ITEM 2.   MANAGEMENT'S DISCUSSION AND ANALYSIS OF FINANCIAL CONDITION AND
- -------   ---------------------------------------------------------------
          RESULTS OF OPERATIONS
          ---------------------

     Except for the historical information contained herein, the matters
discussed in this 10-Q are forward-looking statements which involve risks and
uncertainties, including, but not limited to, economic, competitive,
governmental and technological factors affecting the Company's operations,
markets, products, services and prices, and other factors discussed in the
Company's filings with the Securities and Exchange Commission.


RESULTS OF OPERATIONS:
- ----------------------

     The Company achieved record first quarter sales for the 13 week period
ended March 29, 1997 of $70,867,000.  This represented an increase  of
$5,834,000, or approximately 9.0%, compared to net sales of $65,033,000 for the
13 week period ended March 30, 1996. The increase in net sales was attributable
to continued good sell-through at retail and the continued placement of new
product with key customers.

     Cost of sales increased $3,621,000 for the 13 week period ended March 29,
1997, compared to the 13 week period ended March 30, 1996.   The increase in
cost of sales was primarily due to higher sales volumes.  Cost of sales as an
approximate percentage of net sales decreased by 0.6% from 68.8% in the first
quarter of 1996 to 68.2% in the first quarter of 1997.  The decrease in cost of
sales as a percentage of net sales resulted from improved operational
performance, but was offset to a degree by start-up costs associated with the
launch of new manufacturing technology at our Erie, Pennsylvania facility.

     Selling, general and administrative expenses increased $975,000 for the 13
week period ended March 29, 1997, compared to the 13 week period ended March 30,
1996.  The increase in selling, general and administrative expenses was
primarily a result of increases in selling expenses and other administrative
costs associated with the Company's higher sales volumes.  Selling, general and
administrative expenses as an approximate percentage of net sales decreased from
18.7% in the first quarter of 1996 to 18.5% in the first quarter of 1997.

     Interest expense for the 13 week period ended March 29, 1997 increased to
$735,000 (or approximately 1.0% of net sales) from $353,000 (or approximately
0.5% of net sales) for the 13 week period ended March 30, 1996.  The increase in
interest expense was due to an increase in average debt primarily related to the
Company's capital expenditures in fiscal year 1996 and the first quarter of
1997.


LIQUIDITY AND CAPITAL RESOURCES:
- --------------------------------

     Working capital at first quarter-end 1997 increased by $1,863,000, as
compared to working capital at year-end 1996.  Such increased working capital
was due, in part, to an increase in accounts receivable and inventories
associated with the Company's continuing sales growth.
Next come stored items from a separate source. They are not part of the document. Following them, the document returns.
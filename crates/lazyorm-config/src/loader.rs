//! Layered configuration loading.
//!
//! Layers, lowest precedence first:
//! 1. `~/.lazyorm/config.toml`
//! 2. `<workspace>/.lazyorm/config.toml`
//! 3. [`ConfigOverrides`] from the command line
//!
//! File layers are merged as TOML tables before deserializing, so any key
//! a later file sets wins, including one that restates a default.

use crate::error::{ConfigError, FileOp};
use crate::{ConfigOverrides, OrmConfig};
use std::path::{Path, PathBuf};
use toml::{Table, Value};
use tracing::{debug, trace};

const CONFIG_DIR: &str = ".lazyorm";
const CONFIG_FILE: &str = "config.toml";

#[derive(Debug, Clone)]
pub struct ConfigLoader {
    /// Directory holding the per-user config, `~/.lazyorm` unless overridden
    global_dir: Option<PathBuf>,
}

impl Default for ConfigLoader {
    fn default() -> Self {
        Self::new()
    }
}

impl ConfigLoader {
    pub fn new() -> Self {
        Self {
            global_dir: dirs::home_dir().map(|home| home.join(CONFIG_DIR)),
        }
    }

    /// Use `dir` instead of `~/.lazyorm` for the per-user layer
    pub fn with_global_dir(dir: impl Into<PathBuf>) -> Self {
        Self {
            global_dir: Some(dir.into()),
        }
    }

    pub fn global_config_path(&self) -> Option<PathBuf> {
        self.global_dir.as_ref().map(|dir| dir.join(CONFIG_FILE))
    }

    pub fn local_config_path(&self, workspace_root: &Path) -> PathBuf {
        workspace_root.join(CONFIG_DIR).join(CONFIG_FILE)
    }

    /// Merge every layer for `workspace_root`, apply `overrides` and
    /// validate the result. Missing files are skipped.
    pub fn load(
        &self,
        workspace_root: &Path,
        overrides: Option<&ConfigOverrides>,
    ) -> Result<OrmConfig, ConfigError> {
        let layers = self
            .global_config_path()
            .into_iter()
            .chain(std::iter::once(self.local_config_path(workspace_root)));

        let mut merged = Table::new();
        for path in layers {
            match read_layer(&path)? {
                Some(layer) => {
                    debug!("Applying config layer {}", path.display());
                    merge_tables(&mut merged, layer);
                }
                None => trace!("No config at {}", path.display()),
            }
        }

        let mut config: OrmConfig = Value::Table(merged)
            .try_into()
            .map_err(ConfigError::Merge)?;
        if let Some(overrides) = overrides {
            config.apply_overrides(overrides);
        }
        config.validate()?;
        Ok(config)
    }

    /// Write `config` as the workspace's local layer, creating
    /// `.lazyorm/` if needed.
    pub fn save_local(&self, workspace_root: &Path, config: &OrmConfig) -> Result<(), ConfigError> {
        let path = self.local_config_path(workspace_root);
        if let Some(dir) = path.parent() {
            std::fs::create_dir_all(dir).map_err(|e| ConfigError::io(FileOp::CreateDir, dir, e))?;
        }

        let content = toml::to_string_pretty(config)?;
        std::fs::write(&path, content).map_err(|e| ConfigError::io(FileOp::Write, &path, e))?;
        debug!("Saved config to {}", path.display());
        Ok(())
    }
}

/// Parse one layer. Each layer is type-checked on its own first so that a
/// bad value is reported against the file it came from.
fn read_layer(path: &Path) -> Result<Option<Table>, ConfigError> {
    let content = match std::fs::read_to_string(path) {
        Ok(content) => content,
        Err(e) if e.kind() == std::io::ErrorKind::NotFound => return Ok(None),
        Err(e) => return Err(ConfigError::io(FileOp::Read, path, e)),
    };

    toml::from_str::<OrmConfig>(&content).map_err(|e| ConfigError::parse(path, e))?;
    let table = content
        .parse::<Table>()
        .map_err(|e| ConfigError::parse(path, e))?;
    Ok(Some(table))
}

/// Recursively overlay `overlay` onto `base`; overlay keys win.
fn merge_tables(base: &mut Table, overlay: Table) {
    for (key, value) in overlay {
        match (base.get_mut(&key), value) {
            (Some(Value::Table(existing)), Value::Table(nested)) => merge_tables(existing, nested),
            (Some(slot), value) => *slot = value,
            (None, value) => {
                base.insert(key, value);
            }
        }
    }
}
Partially offsetting
these factors was an increase in income taxes, which is due primarily to the

                                       6
<PAGE>
 
timing of required tax payments.  Total assets at first quarter-end 1997
increased $10,530,000 over year-end 1996 primarily as a result of an increase in
net property, plant and equipment associated with the Company's capital
expenditures, and current assets, including inventory and accounts receivable
(as described above).  In addition, total liabilities increased $5,609,000 at
first quarter-end 1997, due mostly to an increase in income taxes (as described
above) and long-term debt, primarily related to the Company's capital
expenditures in the first quarter of 1997.

     The Company spent $7,369,000 on capital expenditures during the first
quarter of 1997, which were financed primarily with net cash flow from operating
activities and increased debt. Capital expenditures for fiscal year 1997 are
currently forecasted to be approximately $25 million, exclusive of the
anticipated Rohr Gruppe acquisition discussed below.
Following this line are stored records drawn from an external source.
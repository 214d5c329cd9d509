//! Rule extraction: splits a program guide into company-level rules (checkable
//! against registry data) and project-level rules (manual review).

use std::sync::LazyLock;

use regex::Regex;
use serde::{Deserialize, Serialize};
use tracing::{debug, info};

use crate::errors::AppError;
use crate::llm_client::TextGenerator;
use crate::programs::prompts::{
    NO_REQUIREMENTS_BULLET, RULE_EXTRACTION_PROMPT_TEMPLATE, RULE_EXTRACTION_SYSTEM,
};

static COMPANY_SECTION_RE: LazyLock<Regex> =
    LazyLock::new(|| Regex::new(r"(?i)COMPANY_RULES:").expect("static regex must compile"));

static PROJECT_SECTION_RE: LazyLock<Regex> =
    LazyLock::new(|| Regex::new(r"(?i)PROJECT_RULES:").expect("static regex must compile"));

#[derive(Debug, Clone, Copy, PartialEq, Eq)]
enum Section {
    Company,
    Project,
}

#[derive(Debug, Clone, Default, PartialEq, Eq, Serialize, Deserialize)]
pub struct ExtractedRules {
    /// Newline-joined `-` bullets.
    pub company_rules: String,
    pub project_rules: String,
}

impl ExtractedRules {
    /// Both categories, separated by a blank line. Empty parts are skipped.
    pub fn combined(&self) -> String {
        [self.company_rules.as_str(), self.project_rules.as_str()]
            .into_iter()
            .filter(|part| !part.trim().is_empty())
            .collect::<Vec<_>>()
            .join("\n\n")
    }
}

/// Keeps only bullets inside a COMPANY_RULES / PROJECT_RULES section.
/// Explanatory prose and bullets before the first section are dropped.
pub fn parse_rule_sections(text: &str) -> ExtractedRules {
    let mut company = Vec::new();
    let mut project = Vec::new();
    let mut current: Option<Section> = None;

    for line in text.lines().map(str::trim) {
        if COMPANY_SECTION_RE.is_match(line) {
            current = Some(Section::Company);
        } else if PROJECT_SECTION_RE.is_match(line) {
            current = Some(Section::Project);
        } else if line.starts_with('-') {
            match current {
                Some(Section::Company) => company.push(line),
                Some(Section::Project) => project.push(line),
                None => {}
            }
        }
    }

    ExtractedRules {
        company_rules: company.join("\n"),
        project_rules: project.join("\n"),
    }
}

pub fn build_extraction_prompt(content: &str) -> String {
    RULE_EXTRACTION_PROMPT_TEMPLATE
        .replace("{no_requirements}", NO_REQUIREMENTS_BULLET)
        .replace("{content}", content.trim())
}

/// Asks the model to categorize the rules found in `content`.
pub async fn extract_rules(
    generator: &dyn TextGenerator,
    content: &str,
) -> Result<ExtractedRules, AppError> {
    if content.trim().is_empty() {
        return Err(AppError::Validation("No content provided".to_string()));
    }

    info!("Extracting eligibility rules from {} chars of content", content.len());
    let response = generator
        .generate(&build_extraction_prompt(content), RULE_EXTRACTION_SYSTEM)
        .await
        .map_err(|e| AppError::Llm(format!("Failed to extract rules: {e}")))?;
    debug!("Rule extraction response: {response}");

    Ok(parse_rule_sections(&response))
}

#[cfg(test)]
mod tests {
    use async_trait::async_trait;

    use super::*;
    use crate::llm_client::LlmError;

    const RESPONSE: &str = "\
Here are the rules I found in the guide.

COMPANY_RULES:
- Must qualify as SME (10-250 employees)
- Minimum 2 years in business
Note: turnover limits were not stated.
- Active registration with authorities

**PROJECT_RULES:**
- Projects must demonstrate innovation potential
- Project duration: 12-36 months

Let me know if you need anything else.";

    struct FixedGenerator(Result<&'static str, ()>);

    #[async_trait]
    impl TextGenerator for FixedGenerator {
        async fn generate(&self, prompt: &str, _system: &str) -> Result<String, LlmError> {
            assert!(prompt.contains("FUNDING PROGRAM CONTENT:"));
            match self.0 {
                Ok(text) => Ok(text.to_string()),
                Err(()) => Err(LlmError::EmptyContent),
            }
        }
    }

    #[test]
    fn test_parse_rule_sections_keeps_only_bullets() {
        let rules = parse_rule_sections(RESPONSE);
        assert_eq!(
            rules.company_rules,
            "- Must qualify as SME (10-250 employees)\n\
             - Minimum 2 years in business\n\
             - Active registration with authorities"
        );
        assert_eq!(
            rules.project_rules,
            "- Projects must demonstrate innovation potential\n- Project duration: 12-36 months"
        );
    }

    #[test]
    fn test_section_labels_are_case_insensitive() {
        let rules = parse_rule_sections("company_rules:\n- A\nProject_Rules:\n- B");
        assert_eq!(rules.company_rules, "- A");
        assert_eq!(rules.project_rules, "- B");
    }

    #[test]
    fn test_bullets_before_any_section_are_dropped() {
        let rules = parse_rule_sections("- stray\nCOMPANY_RULES:\n- kept");
        assert_eq!(rules.company_rules, "- kept");
        assert!(rules.project_rules.is_empty());
    }

    #[test]
    fn test_combined_skips_empty_parts() {
        let rules = ExtractedRules {
            company_rules: "- A".to_string(),
            project_rules: "- B".to_string(),
        };
        assert_eq!(rules.combined(), "- A\n\n- B");

        let company_only = ExtractedRules {
            company_rules: "- A".to_string(),
            project_rules: String::new(),
        };
        assert_eq!(company_only.combined(), "- A");
        assert_eq!(ExtractedRules::default().combined(), "");
    }

    #[test]
    fn test_extraction_prompt_embeds_content() {
        let prompt = build_extraction_prompt("  OBJECTIVE: innovation  ");
        assert!(prompt.contains("FUNDING PROGRAM CONTENT:\nOBJECTIVE: innovation\n"));
        assert!(prompt.contains(NO_REQUIREMENTS_BULLET));
        assert!(!prompt.contains("{content}"));
    }

    #[tokio::test]
    async fn test_extract_rules() {
        let rules = extract_rules(&FixedGenerator(Ok(RESPONSE)), "SME guide").await.unwrap();
        assert_eq!(rules.company_rules.lines().count(), 3);
        assert_eq!(rules.project_rules.lines().count(), 2);
    }

    #[tokio::test]
    async fn test_extract_rules_rejects_blank_content() {
        let err = extract_rules(&FixedGenerator(Ok(RESPONSE)), " \n").await.unwrap_err();
        assert!(matches!(err, AppError::Validation(_)));
    }

    #[tokio::test]
    async fn test_extract_rules_maps_generator_error() {
        let err = extract_rules(&FixedGenerator(Err(())), "guide").await.unwrap_err();
        assert!(matches!(err, AppError::Llm(_)));
        assert!(err.to_string().contains("Failed to extract rules"));
    }
}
     In the first quarter of 1997, the Company signed a letter agreement to
acquire a 51% interest in the Rohr Gruppe, a German furniture manufacturer with
annual sales of approximately $120 million.  The purchase price consists of $3.0
million in Bush Industries, Inc. Class A Common Stock and debt financing.  The
consummation of the transaction, which is subject to numerous conditions,
including the execution of a definitive agreement, is expected to occur on or
about June 30, 1997.

     Also in the first quarter of 1997, the Company formed a wholly-owned German
subsidiary, Bush-Viotechnik GmbH.  The objective of this business venture is to
service the European market for advanced surface technologies in diverse
applications, including the furniture, automotive, electronics, building and
construction industries.  Bush-Viotechnik GmbH has under development two
advanced surface technology manufacturing lines which are scheduled for
completion in early 1998.  One line is planned to be installed in Germany and
the other line is planned to be located in our new Erie, Pennsylvania facility.
The formation of Bush-Viotechnik GmbH complements the Company's acquisition last
year of The ColorWorks, Inc.

     In 1996, the Company obtained low interest rate financing from the
Commonwealth of Pennsylvania in the aggregate principal amount of $4,500,000.
Such loans bear interest at the annual rate of 3%, and were used to partially
finance the first phase of the new Erie facility and to partially finance the
purchase of equipment.  In addition, during the first quarter of 1997, the
Company secured low interest rate financing from the Commonwealth of
Pennsylvania in the aggregate principal amount of $2,000,000, which loan bears
interest at the annual rate of 3.75%, and which loan was used to partially
finance the second phase of the new Erie facility.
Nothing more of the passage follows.